Figure 3: Origin and propagation properties of thalamic waves.

(a) Site of origin (colour-coded filled contours) and corresponding maximum spread (colour outlines) of five successive waves originated in the dLGN–VPM and eight waves in the MGv–VPM nuclei. The area covered by the waves in the dLGN–VPM example was 149.728 μm²±5.873 μm² and in the MGv–VPM example was 188.715 μm²±16.722 μm². Insets represent examples of the propagation of wave 1 (red) and wave 2 (blue) for each pair.
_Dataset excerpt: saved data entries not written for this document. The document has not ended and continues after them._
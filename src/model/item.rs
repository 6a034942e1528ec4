use serde::{Deserialize, Serialize};
use time::OffsetDateTime;

use super::ids::ItemId;

/// One entry of the shared list, as the authority sends it.
///
/// Field names follow the server's JSON (`_id`, `isDeleted`, `deletedAt`). Older servers
/// spelled the tombstone timestamp `dateDeleted`; it is accepted on input.
#[derive(Clone, Debug, PartialEq, Eq, Serialize, Deserialize)]
#[serde(rename_all = "camelCase")]
pub struct Item {
    #[serde(rename = "_id")]
    pub id: ItemId,

    pub name: String,

    #[serde(default)]
    pub description: String,

    #[serde(default)]
    pub count: u32,

    #[serde(default)]
    pub color: String,

    /// Base64 image, usually a `data:` URL.
    #[serde(default, skip_serializing_if = "Option::is_none")]
    pub image: Option<String>,

    #[serde(default)]
    pub is_deleted: bool,

    #[serde(
        default,
        alias = "dateDeleted",
        with = "time::serde::rfc3339::option",
        skip_serializing_if = "Option::is_none"
    )]
    pub deleted_at: Option<OffsetDateTime>,
}

impl Item {
    /// Marks the item as trashed at `at`.
    pub fn tombstone(&mut self, at: OffsetDateTime) {
        self.is_deleted = true;
        self.deleted_at = Some(at);
    }

    /// Clears both tombstone fields.
    pub fn revive(&mut self) {
        self.is_deleted = false;
        self.deleted_at = None;
    }

    /// Drops a stray `deletedAt` on a live item so the store never holds one.
    pub fn normalized(mut self) -> Self {
        if !self.is_deleted {
            self.deleted_at = None;
        }
        self
    }
}

/// Identifier-only view of an item, used where the rest of the payload is not significant
/// (`remove-item`).
#[derive(Clone, Debug, PartialEq, Eq, Serialize, Deserialize)]
pub struct ItemRef {
    #[serde(rename = "_id")]
    pub id: ItemId,
}

impl From<&Item> for ItemRef {
    fn from(item: &Item) -> Self {
        Self {
            id: item.id.clone(),
        }
    }
}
The white contours show the pattern of spread of the wave front measured at 250 ms intervals. (b) Quantification of the percentage of waves depending on the origin at E16.5. The vast majority of waves are originated in the VPM (**P=0.004; Paired t-test; *P=0.016; Wilcoxon matched-pairs signed rank test). (c) Schemas representing the stochastic nature of the thalamic waves origins for each pair of nuclei (dLGN–VPM; n=40 sites in five independent experiments; MGv–VPM, n=67 sites in five independent experiments). (d) Effect of bath application of the voltage-dependent sodium channels blocker tetrodoxin (TTX, 1 μM) on the Ca²⁺ activity. TTX completely abolished the thalamic waves without substantially affecting the asynchronous activity or the clusters. (e) Quantification of Ca²⁺ dLGN–VPM waves frequency before and during TTX administration. (f) Dose-dependent response in waves per minute, after increasing the extracellular potassium concentration from 5 mM (control) to 12 mM. (g) Effect of bath application of the gap junction blocker carbenoxolone (50 μM) on the Ca²⁺ activity. The most noticeable effect is the reversible abolition of the synchronous waves. (h) Quantification of Ca²⁺ dLGN–VPM waves frequency before, during and after carbenoxolone administration. Graphs represent mean±s.e.m. Scale bars, 250 μm.